IOCの札幌開催案については、他の報道各社も先週から今週にかけて全国世論調査で質問している。FNNと産経新聞の調査(19日・20日実施)では、マラソン・競歩開催地として「札幌」が望ましいとした人が48.9%に上ったのに対して、「東京」が望ましいとした人は41.6%に留まった。
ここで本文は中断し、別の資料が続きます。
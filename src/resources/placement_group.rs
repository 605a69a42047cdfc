//! Placement group resource.

use std::fmt;

use chrono::{DateTime, Utc};
use serde::Deserialize;
use serde_json::json;

use crate::clients::{
    ApiRequest, ApiResponse, Client, ErrorCode, HttpError, HttpMethod, InvalidRequestError,
    ListOpts,
};
use crate::resources::action::Action;
use crate::resources::Labels;

/// The type of a [`PlacementGroup`].
#[derive(Debug, Clone, Copy, PartialEq, Eq, Deserialize)]
#[serde(rename_all = "lowercase")]
pub enum PlacementGroupType {
    /// Spread servers across different physical hosts.
    Spread,
}

impl PlacementGroupType {
    const fn as_str(self) -> &'static str {
        match self {
            Self::Spread => "spread",
        }
    }
}

impl fmt::Display for PlacementGroupType {
    fn fmt(&self, f: &mut fmt::Formatter<'_>) -> fmt::Result {
        f.write_str(self.as_str())
    }
}

/// A placement group controls how its servers are distributed across
/// physical hosts.
#[derive(Debug, Clone, PartialEq, Eq, Deserialize)]
pub struct PlacementGroup {
    /// Unique identifier of the placement group.
    pub id: u64,
    /// Name of the placement group.
    pub name: String,
    /// User-defined labels.
    #[serde(default)]
    pub labels: Labels,
    /// IDs of the servers in the group.
    #[serde(default)]
    pub servers: Vec<u64>,
    /// The placement group type.
    #[serde(rename = "type")]
    pub group_type: PlacementGroupType,
    /// When the placement group was created.
    pub created: Option<DateTime<Utc>>,
}

/// Options for listing placement groups.
#[derive(Debug, Clone, Default, PartialEq, Eq)]
pub struct PlacementGroupListOpts {
    /// Shared pagination options.
    pub list_opts: ListOpts,
    /// Filter by name. Skipped when empty.
    pub name: String,
    /// Filter by type. Skipped when `None`.
    pub group_type: Option<PlacementGroupType>,
    /// Sort specification, e.g. `id:asc`.
    pub sort: Vec<String>,
}

impl PlacementGroupListOpts {
    fn query_params(&self) -> Vec<(String, String)> {
        let mut params = self.list_opts.query_params();
        if !self.name.is_empty() {
            params.push(("name".to_string(), self.name.clone()));
        }
        if let Some(group_type) = self.group_type {
            params.push(("type".to_string(), group_type.as_str().to_string()));
        }
        for sort in &self.sort {
            params.push(("sort".to_string(), sort.clone()));
        }
        params
    }
}

/// Options for creating a placement group.
#[derive(Debug, Clone, PartialEq, Eq)]
pub struct PlacementGroupCreateOpts {
    /// Name of the placement group.
    pub name: String,
    /// User-defined labels.
    pub labels: Option<Labels>,
    /// The placement group type.
    pub group_type: PlacementGroupType,
}

impl PlacementGroupCreateOpts {
    /// Checks if the options are valid.
    ///
    /// # Errors
    ///
    /// Returns [`InvalidRequestError::MissingField`] when the name is
    /// empty.
    pub fn validate(&self) -> Result<(), InvalidRequestError> {
        if self.name.is_empty() {
            return Err(InvalidRequestError::MissingField {
                field: "Name",
                opts: "PlacementGroupCreateOpts",
            });
        }
        Ok(())
    }
}

/// The result of creating a placement group.
#[derive(Debug, Clone)]
pub struct PlacementGroupCreateResult {
    /// The created placement group.
    pub placement_group: PlacementGroup,
    /// The action tracking creation, when the API reports one.
    pub action: Option<Action>,
}

/// Options for updating a placement group.
#[derive(Debug, Clone, Default, PartialEq, Eq)]
pub struct PlacementGroupUpdateOpts {
    /// New name. Skipped when empty.
    pub name: String,
    /// New labels. Skipped when `None`.
    pub labels: Option<Labels>,
}

#[derive(Deserialize)]
struct PlacementGroupResponse {
    placement_group: PlacementGroup,
}

#[derive(Deserialize)]
struct PlacementGroupListResponse {
    placement_groups: Vec<PlacementGroup>,
}

#[derive(Deserialize)]
struct PlacementGroupCreateResponse {
    placement_group: PlacementGroup,
    action: Option<Action>,
}

/// Client for the Placement group resource.
#[derive(Debug, Clone, Copy)]
pub struct PlacementGroupClient<'a> {
    pub(crate) client: &'a Client,
}

impl PlacementGroupClient<'_> {
    /// Retrieves a placement group by its ID. Returns `Ok(None)` if it
    /// does not exist.
    ///
    /// # Errors
    ///
    /// Any [`HttpError`] other than a `not_found` API error.
    pub async fn get_by_id(&self, id: u64) -> Result<Option<PlacementGroup>, HttpError> {
        let request =
            ApiRequest::builder(HttpMethod::Get, format!("/placement_groups/{id}")).build()?;
        match self.client.request(request).await {
            Ok(response) => {
                let body: PlacementGroupResponse = response.json()?;
                Ok(Some(body.placement_group))
            }
            Err(err) if err.is_code(&ErrorCode::NotFound) => Ok(None),
            Err(err) => Err(err),
        }
    }

    /// Retrieves a placement group by its name. Returns `Ok(None)` if
    /// no group has that name.
    ///
    /// # Errors
    ///
    /// Any [`HttpError`] from the transport.
    pub async fn get_by_name(&self, name: &str) -> Result<Option<PlacementGroup>, HttpError> {
        let (groups, _) = self
            .list(PlacementGroupListOpts {
                name: name.to_string(),
                ..PlacementGroupListOpts::default()
            })
            .await?;
        Ok(groups.into_iter().next())
    }

    /// Retrieves a placement group by its ID if `id_or_name` parses as
    /// an integer, otherwise by its name.
    ///
    /// # Errors
    ///
    /// Any [`HttpError`] from the transport.
    pub async fn get(&self, id_or_name: &str) -> Result<Option<PlacementGroup>, HttpError> {
        match id_or_name.parse::<u64>() {
            Ok(id) => self.get_by_id(id).await,
            Err(_) => self.get_by_name(id_or_name).await,
        }
    }

    /// Returns a single page of placement groups.
    ///
    /// # Errors
    ///
    /// Any [`HttpError`] from the transport.
    pub async fn list(
        &self,
        opts: PlacementGroupListOpts,
    ) -> Result<(Vec<PlacementGroup>, ApiResponse), HttpError> {
        let request = ApiRequest::builder(HttpMethod::Get, "/placement_groups")
            .query_params(opts.query_params())
            .build()?;
        let response = self.client.request(request).await?;
        let body: PlacementGroupListResponse = response.json()?;
        Ok((body.placement_groups, response))
    }

    /// Returns all placement groups.
    ///
    /// # Errors
    ///
    /// Any [`HttpError`] from the transport.
    pub async fn all(&self) -> Result<Vec<PlacementGroup>, HttpError> {
        self.all_with_opts(PlacementGroupListOpts {
            list_opts: ListOpts {
                per_page: Some(50),
                ..ListOpts::default()
            },
            ..PlacementGroupListOpts::default()
        })
        .await
    }

    /// Returns all placement groups matching the given options.
    ///
    /// # Errors
    ///
    /// Any [`HttpError`] from the transport.
    pub async fn all_with_opts(
        &self,
        opts: PlacementGroupListOpts,
    ) -> Result<Vec<PlacementGroup>, HttpError> {
        self.client
            .fetch_all(|page| {
                let mut opts = opts.clone();
                opts.list_opts.page = Some(page);
                async move { self.list(opts).await }
            })
            .await
    }

    /// Creates a placement group.
    ///
    /// # Errors
    ///
    /// [`HttpError::InvalidRequest`] when the options fail validation,
    /// otherwise any [`HttpError`] from the transport.
    pub async fn create(
        &self,
        opts: PlacementGroupCreateOpts,
    ) -> Result<PlacementGroupCreateResult, HttpError> {
        opts.validate()?;

        let mut body = json!({
            "name": opts.name,
            "type": opts.group_type.as_str(),
        });
        if let Some(labels) = &opts.labels {
            body["labels"] = json!(labels);
        }

        let request = ApiRequest::builder(HttpMethod::Post, "/placement_groups")
            .body(body)
            .build()?;
        let response = self.client.request(request).await?;
        let body: PlacementGroupCreateResponse = response.json()?;
        Ok(PlacementGroupCreateResult {
            placement_group: body.placement_group,
            action: body.action,
        })
    }

    /// Updates a placement group.
    ///
    /// # Errors
    ///
    /// Any [`HttpError`] from the transport.
    pub async fn update(
        &self,
        placement_group: &PlacementGroup,
        opts: PlacementGroupUpdateOpts,
    ) -> Result<PlacementGroup, HttpError> {
        let mut body = json!({});
        if !opts.name.is_empty() {
            body["name"] = json!(opts.name);
        }
        if let Some(labels) = &opts.labels {
            body["labels"] = json!(labels);
        }

        let request = ApiRequest::builder(
            HttpMethod::Put,
            format!("/placement_groups/{}", placement_group.id),
        )
        .body(body)
        .build()?;
        let response = self.client.request(request).await?;
        let body: PlacementGroupResponse = response.json()?;
        Ok(body.placement_group)
    }

    /// Deletes a placement group.
    ///
    /// # Errors
    ///
    /// Any [`HttpError`] from the transport.
    pub async fn delete(
        &self,
        placement_group: &PlacementGroup,
    ) -> Result<ApiResponse, HttpError> {
        let request = ApiRequest::builder(
            HttpMethod::Delete,
            format!("/placement_groups/{}", placement_group.id),
        )
        .build()?;
        self.client.request(request).await
    }
}

#[cfg(test)]
mod tests {
    use super::*;

    #[test]
    fn test_create_opts_validate_missing_name() {
        let opts = PlacementGroupCreateOpts {
            name: String::new(),
            labels: None,
            group_type: PlacementGroupType::Spread,
        };
        assert_eq!(
            opts.validate().unwrap_err().to_string(),
            "missing field [Name] in [PlacementGroupCreateOpts]"
        );
    }

    #[test]
    fn test_placement_group_deserializes_from_wire_format() {
        let group: PlacementGroup = serde_json::from_str(
            r#"{
                "id": 897,
                "name": "my Placement Group",
                "labels": {},
                "servers": [4711, 4712],
                "type": "spread",
                "created": "2019-01-08T12:10:00+00:00"
            }"#,
        )
        .unwrap();

        assert_eq!(group.id, 897);
        assert_eq!(group.group_type, PlacementGroupType::Spread);
        assert_eq!(group.servers, vec![4711, 4712]);
    }

    #[test]
    fn test_list_opts_include_type_filter() {
        let opts = PlacementGroupListOpts {
            group_type: Some(PlacementGroupType::Spread),
            ..PlacementGroupListOpts::default()
        };
        assert_eq!(
            opts.query_params(),
            vec![("type".to_string(), "spread".to_string())]
        );
    }
}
また、朝日新聞の調査(19日・20日実施)でも、札幌開催案に賛成が47%、反対が36%となり、賛成が上回っている。一方、毎日新聞が今回のJX通信社調査と同じ26日・27日に実施した全国世論調査では、札幌開催案を支持するとした人は35%だったのに対して、支持しないとした人は47%と不支持が上回った。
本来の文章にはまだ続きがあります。